2010-05-10 14:38:20.599
[ctssd(5243264)]CRS-2408:The clock on host jzdbiufo has been updated by the Cluster Time Synchronization Service to be synchronous with the mean cluster time.
2010-05-10 15:11:25.818
[ctssd(5243264)]CRS-2404:The Cluster Time Synchronization Service detects that the local time is significantly different from the mean cluster time. Details in /oracle/app/11.2.0/grid/log/jzdbiufo/ctssd/octssd.log.
2010-05-10 15:11:25.818
[ctssd(5243264)]CRS-2408:The clock on host jzdbiufo has been updated by the Cluster Time Synchronization Service to be synchronous with the mean cluster time.
2010-05-10 15:21:46.319
[cssd(4259964)]CRS-1612:Network communication with node jzdbnc (1) missing for 50% of timeout interval. Removal of this node from cluster in 14.926 seconds
2010-05-10 15:21:54.322
[cssd(4259964)]CRS-1611:Network communication with node jzdbnc (1) missing for 75% of timeout interval. Removal of this node from cluster in 6.923 seconds
2010-05-10 15:21:58.348
[cssd(4259964)]CRS-1610:Network communication with node jzdbnc (1) missing for 90% of timeout interval. Removal of this node from cluster in 2.897 seconds
2010-05-10 15:22:01.253
[cssd(4259964)]CRS-1609:This node is unable to communicate with other nodes in the cluster and is going down to preserve cluster integrity; details at (:CSSNM00008:) in /oracle/app/11.2.0/grid/log/jzdbiufo/cssd/ocssd.log.
2010-05-10 15:22:01.254
[cssd(4259964)]CRS-1656:The CSS daemon is terminating due to a fatal error; Details at (:CSSSC00012:) in /oracle/app/11.2.0/grid/log/jzdbiufo/cssd/ocssd.log
2010-05-10 15:22:01.339
[cssd(4259964)]CRS-1652:Starting clean up of CRSD resources.
2010-05-10 15:22:01.927
[cssd(4259964)]CRS-1608:This node was evicted by node 1, jzdbnc; details at (:CSSNM00005:) in /oracle/app/11.2.0/grid/log/jzdbiufo/cssd/ocssd.log.

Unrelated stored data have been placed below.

//! Newline-delimited JSON-RPC on stdin/stdout
//!
//! One request per line, one response per line. Notifications get no
//! reply. Logs must go to stderr while this transport runs.

use std::io;
use std::sync::Arc;
use tokio::io::{AsyncBufRead, AsyncBufReadExt, AsyncWrite, AsyncWriteExt};
use tracing::{debug, info, warn};

use crate::rpc::{McpError, McpRequest, McpResponse};
use crate::{handle_request, AppState};

/// Serve requests from `input` until EOF or shutdown
pub async fn serve<R, W>(state: Arc<AppState>, input: R, mut output: W) -> io::Result<()>
where
    R: AsyncBufRead + Unpin,
    W: AsyncWrite + Unpin,
{
    let mut lines = input.lines();

    loop {
        let line = tokio::select! {
            biased;
            _ = state.shutdown.cancelled() => break,
            line = lines.next_line() => line?,
        };
        let Some(line) = line else {
            debug!("stdin closed");
            break;
        };
        let line = line.trim();
        if line.is_empty() {
            continue;
        }

        let response = match decode(line) {
            Ok(request) if request.is_notification() => {
                debug!("Notification: {}", request.method);
                continue;
            }
            Ok(request) => handle_request(&state, request).await,
            Err(error) => McpResponse::error(error, serde_json::Value::Null),
        };

        let mut encoded = serde_json::to_vec(&response)?;
        encoded.push(b'\n');
        output.write_all(&encoded).await?;
        output.flush().await?;
    }

    info!("stdio transport closed");
    Ok(())
}

fn decode(line: &str) -> Result<McpRequest, McpError> {
    let value: serde_json::Value = serde_json::from_str(line).map_err(|_| {
        warn!("Discarding line that is not JSON ({} bytes)", line.len());
        McpError::parse_error("Parse error".to_string())
    })?;
    serde_json::from_value(value)
        .map_err(|_| McpError::invalid_request("Expected a JSON-RPC request".to_string()))
}
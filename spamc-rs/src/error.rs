use serde::Serialize;
use thiserror::Error;

#[derive(Error, Debug)]
pub enum SpamError {
    #[error("Email content cannot be empty")]
    EmptyContent,

    #[error("Email size {size} exceeds limit of {max} bytes")]
    ContentTooLarge { size: usize, max: usize },

    #[error("Invalid email format: {0}")]
    InvalidFormat(String),

    #[error("Invalid address format: {0}")]
    InvalidAddressFormat(String),

    #[error("Invalid parameters: {0}")]
    InvalidParams(String),

    #[error("Rate limit exceeded")]
    RateLimitExceeded,

    #[error("Connection failed: {0}")]
    ConnectionFailed(String),

    /// Transport deadline elapsed; reported as a connection failure.
    #[error("Connection timed out during {0}")]
    Timeout(&'static str),

    #[error("Daemon unreachable: {0}")]
    DaemonUnreachable(String),

    #[error("Malformed daemon response: {0}")]
    MalformedResponse(String),

    #[error("Operation cancelled")]
    Cancelled,

    #[error("Configuration error: {0}")]
    Config(String),

    #[error("IO error: {0}")]
    Io(#[from] std::io::Error),
}

/// Coarse error classes surfaced to tool callers
#[derive(Debug, Clone, Copy, PartialEq, Eq, Serialize)]
#[serde(rename_all = "snake_case")]
pub enum ErrorKind {
    EmptyContent,
    ContentTooLarge,
    InvalidFormat,
    InvalidAddressFormat,
    InvalidParams,
    RateLimitExceeded,
    ConnectionFailed,
    MalformedResponse,
    Cancelled,
    Internal,
}

impl ErrorKind {
    /// Caller-side (4xx-equivalent) failures
    pub fn is_client_error(&self) -> bool {
        matches!(
            self,
            ErrorKind::EmptyContent
                | ErrorKind::ContentTooLarge
                | ErrorKind::InvalidFormat
                | ErrorKind::InvalidAddressFormat
                | ErrorKind::InvalidParams
        )
    }
}

impl SpamError {
    pub fn kind(&self) -> ErrorKind {
        match self {
            SpamError::EmptyContent => ErrorKind::EmptyContent,
            SpamError::ContentTooLarge { .. } => ErrorKind::ContentTooLarge,
            SpamError::InvalidFormat(_) => ErrorKind::InvalidFormat,
            SpamError::InvalidAddressFormat(_) => ErrorKind::InvalidAddressFormat,
            SpamError::InvalidParams(_) => ErrorKind::InvalidParams,
            SpamError::RateLimitExceeded => ErrorKind::RateLimitExceeded,
            SpamError::ConnectionFailed(_)
            | SpamError::Timeout(_)
            | SpamError::DaemonUnreachable(_)
            | SpamError::Io(_) => ErrorKind::ConnectionFailed,
            SpamError::MalformedResponse(_) => ErrorKind::MalformedResponse,
            SpamError::Cancelled => ErrorKind::Cancelled,
            SpamError::Config(_) => ErrorKind::Internal,
        }
    }

    /// Whether a retry decorator may try the call again
    pub fn is_transient(&self) -> bool {
        matches!(
            self,
            SpamError::ConnectionFailed(_) | SpamError::Timeout(_) | SpamError::Io(_)
        )
    }
}

pub type Result<T> = std::result::Result<T, SpamError>;
//! SPAMC types and data structures

use serde::{Deserialize, Serialize};
use std::collections::HashMap;
use std::fmt;

/// Protocol version sent on every request line
pub const PROTOCOL_VERSION: &str = "SPAMC/1.2";

/// Request commands understood by spamd
#[derive(Debug, Clone, Copy, PartialEq, Eq)]
pub enum Command {
    /// Terse verdict (status line only)
    Check,
    /// Verdict plus a rule breakdown in the body
    Report,
    /// Liveness probe
    Ping,
}

impl Command {
    pub fn as_str(&self) -> &'static str {
        match self {
            Command::Check => "CHECK",
            Command::Report => "REPORT",
            Command::Ping => "PING",
        }
    }

    /// Command used for a scan with the given options
    pub fn for_scan(options: &ScanOptions) -> Self {
        if options.verbose {
            Command::Report
        } else {
            Command::Check
        }
    }
}

impl fmt::Display for Command {
    fn fmt(&self, f: &mut fmt::Formatter<'_>) -> fmt::Result {
        f.write_str(self.as_str())
    }
}

/// Scan flags
#[derive(Debug, Clone, Copy, Default, PartialEq, Eq)]
pub struct ScanOptions {
    /// Ask spamd to include Bayesian analysis
    pub check_bayes: bool,
    /// Request the rule breakdown (REPORT)
    pub verbose: bool,
}

/// A rule reported by the daemon
#[derive(Debug, Clone, PartialEq, Serialize, Deserialize)]
pub struct RuleMatch {
    /// Rule identifier
    pub name: String,
    /// Score contribution (may be negative)
    pub score: f64,
    /// Description
    pub description: String,
}

/// Verdict decoded from one daemon response
#[derive(Debug, Clone, PartialEq)]
pub struct ScanResult {
    pub score: f64,
    pub threshold: f64,
    /// Rules in the order the daemon reported them
    pub rules_hit: Vec<RuleMatch>,
    /// Report body, only present for verbose scans
    pub summary: Option<String>,
    pub response_headers: HashMap<String, String>,
}

impl ScanResult {
    /// Spam classification, always `score >= threshold`
    pub fn is_spam(&self) -> bool {
        self.score >= self.threshold
    }
}

/// Best-effort configuration snapshot, not queried live from spamd
#[derive(Debug, Clone, PartialEq, Serialize, Deserialize)]
pub struct ConfigSnapshot {
    pub version: String,
    pub threshold: f64,
    pub bayes_enabled: bool,
    /// Approximate
    pub rule_count: u32,
    pub settings: HashMap<String, serde_json::Value>,
}

/// Where updated rule definitions should come from
#[derive(Debug, Clone, Copy, Default, PartialEq, Eq, Serialize, Deserialize)]
#[serde(rename_all = "lowercase")]
pub enum RuleSource {
    #[default]
    Official,
    Custom,
}

impl RuleSource {
    pub fn as_str(&self) -> &'static str {
        match self {
            RuleSource::Official => "official",
            RuleSource::Custom => "custom",
        }
    }
}

/// Request to refresh rule definitions
#[derive(Debug, Clone, Copy, Default, PartialEq, Eq)]
pub struct RuleUpdateRequest {
    pub source: RuleSource,
    pub force: bool,
}

#[cfg(test)]
mod tests {
    use super::*;

    fn result(score: f64, threshold: f64) -> ScanResult {
        ScanResult {
            score,
            threshold,
            rules_hit: Vec::new(),
            summary: None,
            response_headers: HashMap::new(),
        }
    }

    #[test]
    fn test_is_spam_boundary() {
        assert!(result(5.0, 5.0).is_spam());
        assert!(result(5.1, 5.0).is_spam());
        assert!(!result(4.99, 5.0).is_spam());
        assert!(!result(-1.0, 0.0).is_spam());
    }

    #[test]
    fn test_command_for_scan() {
        assert_eq!(Command::for_scan(&ScanOptions::default()), Command::Check);
        let verbose = ScanOptions { verbose: true, check_bayes: false };
        assert_eq!(Command::for_scan(&verbose), Command::Report);
        assert_eq!(Command::Ping.to_string(), "PING");
    }

    #[test]
    fn test_rule_source_serde() {
        let source: RuleSource = serde_json::from_str("\"custom\"").unwrap();
        assert_eq!(source, RuleSource::Custom);
        assert_eq!(RuleSource::default().as_str(), "official");
    }
}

可以看到,在15:22:03.111,节点2被节点1驱逐出集群,在这之前,节点2本地时间与the mean cluster time相差很大,所以一直在更新此节点时间。从之前的告警中也可以看到,一直在报类似的问题。

再去看节点1的告警:

2011-05-10 14:27:51.428
[cssd(4391224)]CRS-1612:Network communication with node jzdbiufo (2) missing for 50% of timeout interval. Removal of this node from cluster in 14.051 seconds
2011-05-10 14:27:58.463
[cssd(4391224)]CRS-1611:Network communication with node jzdbiufo (2) missing for 75% of timeout interval. Removal of this node from cluster in 7.017 seconds
2011-05-10 14:28:03.473
[cssd(4391224)]CRS-1610:Network communication with node jzdbiufo (2) missing for 90% of timeout interval. Removal of this node from cluster in 2.007 seconds
2011-05-10 14:28:05.485
[cssd(4391224)]CRS-1607:Node jzdbiufo is being evicted in cluster incarnation 200459455; details at (:CSSNM00007:) in /oracle/app/11.2.0/grid/log/jzdbnc/cssd/ocssd.log.
2011-05-10 14:28:08.501
[cssd(4391224)]CRS-1625:Node jzdbiufo, number 2, was manually shut down

当然,在此之前,在节点1上也在尝试更新时间。

我们看到,两节点最后一次提示Network communication missing 的时间分别为14:28:03.473和15:21:58.348。理论上相差一个小时左右不会导致宕机。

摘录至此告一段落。